Public Radio for the Central Kenai Peninsula

Consultants present master plan for Unit 395

RESPEC's master plan for Unit 395, presented for the first time this week.
Courtesy Photo

The borough-contracted engineering group assessing a 1,000-acre plot west of Cooper Landing has settled on a master plan for the public land development that proposes recreation, material extraction and a housing subdivision.

Unit 395, also known as Juneau Bench, was recently transferred from the state to borough management. It’s a 2-mile by 1-mile parcel that will one day be bisected by the Cooper Landing Bypass project.

At a meeting on March 8 hosted both virtually and in-person at the Cooper Landing Community Hall, engineering consulting company RESPEC presented their vision for the parcel, based on a series of meetings and surveys of Cooper Landing residents.

Since RESPEC began working on the project, a prominent theme has been affordable housing. But Marcus Mueller, the borough’s land management officer, said the community has generally decided Unit 395 is not the place to create that affordable housing.

In the master plan proposed to the borough, there is a residential subdivision area for homes with 40 one-acre lots and a community septic system. But Mueller said that subdivision won’t come to be for a long time.

A closeup of the proposed residential subdivision in Unit 395.
Courtesy Photo

“Development up there is going to be rather expensive, so there’s going to be a fair amount of development costs going into any lots,” he said. “They would also be highly desirable because of the scenic views of that location.”

He said a lot more discussion has to happen before anything is finalized for the development aspect. The consultants put out an affordable housing report, summarizing the borough’s other affordable housing projects and comparing Cooper Landing to other cities with similar constraints.
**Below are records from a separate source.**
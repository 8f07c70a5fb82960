use approx::assert_relative_eq;
use lpsketch_model::{
    AssignmentConfig, AssignmentError, AssignmentModel, CostMatrix, DEFAULT_COST, FeasibleRegion,
    LinearModel, ModelError, PlotConfig, Session, render_svg,
};
use lpsketch_solver::{ConstraintOp, Sense, SolutionStatus};

fn production_model() -> LinearModel {
    let mut model = LinearModel::new("2x + 3y", Sense::Minimize).unwrap();
    model.add_constraint("x + y", ConstraintOp::Ge, 4.0).unwrap();
    model.add_constraint("x", ConstraintOp::Le, 3.0).unwrap();
    model.add_constraint("y", ConstraintOp::Le, 3.0).unwrap();
    model
}

#[test]
fn test_two_variable_minimization() {
    let mut model = production_model();
    let value = model.solve().unwrap();

    assert_eq!(model.status().map(SolutionStatus::code), Some(1));
    assert_relative_eq!(value, 9.0, epsilon = 1e-6);

    let solution = model.get_solution().unwrap();
    assert_relative_eq!(solution["x"], 3.0, epsilon = 1e-6);
    assert_relative_eq!(solution["y"], 1.0, epsilon = 1e-6);

    let values = [solution["x"], solution["y"]];
    for constraint in model.constraints() {
        assert!(constraint.row.is_satisfied(&values, 1e-6), "{} violated", constraint.label);
    }
    let binding = &model.solution().unwrap().binding_constraints;
    assert!(binding.contains(&"Restriccion_0".to_string()));
    assert!(binding.contains(&"Restriccion_1".to_string()));
}

#[test]
fn test_relation_text_matches_operator_form() {
    let mut by_operator = production_model();
    let mut by_relation = LinearModel::new("2x + 3y", Sense::Minimize).unwrap();
    for relation in ["x + y >= 4", "x <= 3", "3 >= y"] {
        by_relation.add_relation(relation).unwrap();
    }
    assert_relative_eq!(by_operator.solve().unwrap(), by_relation.solve().unwrap(), epsilon = 1e-9);
}

#[test]
fn test_remove_then_readd_restores_objective() {
    let mut model = production_model();
    let before = model.solve().unwrap();

    let removed = model.remove_constraint("Restriccion_1").unwrap();
    let names: Vec<_> = model.constraints().map(|c| c.name().to_string()).collect();
    assert_eq!(names, vec!["Restriccion_0", "Restriccion_1"]);
    assert_eq!(model.constraint("Restriccion_1").unwrap().label, "y <= 3");

    // Without x <= 3 the cheaper x carries the whole demand
    assert_relative_eq!(model.solve().unwrap(), 8.0, epsilon = 1e-6);

    let name = model.add_constraint("x", removed.op, removed.rhs).unwrap();
    assert_eq!(name, "Restriccion_2");
    assert_relative_eq!(model.solve().unwrap(), before, epsilon = 1e-9);
}

#[test]
fn test_position_removal_never_hits_stale_names() {
    let mut model = LinearModel::new("x + y", Sense::Maximize).unwrap();
    for rhs in [1.0, 2.0, 3.0, 4.0] {
        model.add_constraint("x + y", ConstraintOp::Le, rhs).unwrap();
    }
    model.remove_constraint_at(0).unwrap();
    model.remove_constraint_at(0).unwrap();
    let rhs: Vec<_> = model.constraints().map(|c| c.row.rhs).collect();
    assert_eq!(rhs, vec![3.0, 4.0]);
    assert_relative_eq!(model.solve().unwrap(), 3.0, epsilon = 1e-6);
}

#[test]
fn test_infeasible_reports_status() {
    let mut model = LinearModel::new("x + y", Sense::Maximize).unwrap();
    model.add_constraint("x + y", ConstraintOp::Le, 1.0).unwrap();
    model.add_constraint("x", ConstraintOp::Ge, 2.0).unwrap();
    let err = model.solve().unwrap_err();
    assert_eq!(err, ModelError::NotOptimal { status: SolutionStatus::Infeasible, code: -1 });
    assert!(model.get_solution().is_none());
}

#[test]
fn test_unbounded_reports_status() {
    let mut model = LinearModel::new("x + y", Sense::Maximize).unwrap();
    model.add_constraint("x - y", ConstraintOp::Le, 1.0).unwrap();
    assert!(matches!(
        model.solve(),
        Err(ModelError::NotOptimal { status: SolutionStatus::Unbounded, code: -2 })
    ));
}

#[test]
fn test_objective_change_rebuilds_session() {
    let mut session = Session::new();
    session.set_objective("2x + 3y", Sense::Minimize).unwrap();
    session.add_constraint("x + y", ConstraintOp::Ge, 4.0).unwrap();
    assert_relative_eq!(session.solve().unwrap(), 8.0, epsilon = 1e-6);

    assert!(session.set_objective("2x + 3y", Sense::Maximize).unwrap());
    assert_eq!(session.model().unwrap().num_constraints(), 0);
    assert!(session.solution().is_none());
}

#[test]
fn test_session_renders_region() {
    let mut session = Session::new().with_plot_config(PlotConfig::default().with_resolution(40));
    session.set_objective("3x + 2y", Sense::Maximize).unwrap();
    session.add_constraint("x + y", ConstraintOp::Le, 4.0).unwrap();
    session.add_constraint("x + 3y", ConstraintOp::Le, 6.0).unwrap();
    session.solve().unwrap();

    let svg = session.render_region().unwrap();
    assert!(svg.contains("<svg"));
    assert!(svg.contains("optimum"));
}

#[test]
fn test_three_variables_cannot_be_plotted() {
    let mut model = LinearModel::new("x + y + z", Sense::Maximize).unwrap();
    model.add_constraint("x + y + z", ConstraintOp::Le, 1.0).unwrap();
    assert_relative_eq!(model.solve().unwrap(), 1.0, epsilon = 1e-9);
    assert_eq!(
        FeasibleRegion::from_model(&model, PlotConfig::default()),
        Err(ModelError::TooManyVariables(3))
    );
}

#[test]
fn test_region_without_solution_has_no_marker() {
    let model = production_model();
    let region = FeasibleRegion::from_model(&model, PlotConfig::default().with_resolution(30)).unwrap();
    assert!(region.optimum.is_none());
    assert!(!region.is_empty());
    assert!(render_svg(&region).is_ok());
}

#[test]
fn test_assignment_each_task_served_once() {
    let costs = CostMatrix::new(vec![
        vec![4.0, 1.0, 3.0],
        vec![2.0, 0.0, 5.0],
        vec![3.0, 2.0, 2.0],
    ])
    .unwrap();
    let mut model = AssignmentModel::new(costs, AssignmentConfig::default());
    assert_relative_eq!(model.solve().unwrap(), 5.0, epsilon = 1e-6);

    let solution = model.get_solution().unwrap();
    for task in 0..3 {
        let served: f64 = solution.iter().filter(|((_, t), _)| *t == task).map(|(_, v)| v).sum();
        assert_relative_eq!(served, 1.0, epsilon = 1e-6);
    }
    assert!(solution.values().all(|&v| v > 0.0));
}

#[test]
fn test_assignment_resize() {
    let costs = CostMatrix::new(vec![vec![3.0, 1.0], vec![1.0, 3.0]]).unwrap();
    let mut model = AssignmentModel::new(costs, AssignmentConfig::default());
    assert_relative_eq!(model.solve().unwrap(), 2.0, epsilon = 1e-6);

    model.add_resource(DEFAULT_COST);
    assert_eq!(model.costs().shape(), (3, 2));
    assert_eq!(model.variables().len(), 3);
    // the new resource is too expensive to use
    assert_relative_eq!(model.solve().unwrap(), 2.0, epsilon = 1e-6);
    assert!(model.get_solution().unwrap().keys().all(|&(r, _)| r < 2));

    model.add_task(DEFAULT_COST);
    assert_eq!(model.costs().shape(), (3, 3));
    assert!(model.variables().iter().all(|row| row.len() == 3));
    assert_relative_eq!(model.solve().unwrap(), 2.0 + DEFAULT_COST, epsilon = 1e-3);
}

#[test]
fn test_ragged_matrix_fails_before_modelling() {
    assert_eq!(
        CostMatrix::new(vec![vec![1.0, 2.0, 3.0], vec![1.0, 2.0]]),
        Err(AssignmentError::Shape { row: 1, expected: 3, found: 2 })
    );
}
Next to the proposed subdivision is the planned location of Alaska’s first highway wildlife overpass, a project designed to get wildlife safely over the roadway. Several members of the public expressed their concern about wildlife traveling right into a new housing development.

The proposal also includes a new public trail system for hiking or snowmachining, and isn’t far from the Resurrection Pass Trail. Mueller said the community is in agreement about those recreational opportunities.

“That area has a lot of recreational uses existing, and preserving and maybe even accentuating recreational opportunities in that area seems to have a lot of support,” he said.

Cooper Landing residents have expressed concerns since the beginning about any development at the site connecting to the bypass and becoming a separate community. In response, consultants proposed a plan that would connect the new development to the current community of Cooper Landing via a Forest Service road, and would not connect the subdivision to the bypass, even though it will cut close by.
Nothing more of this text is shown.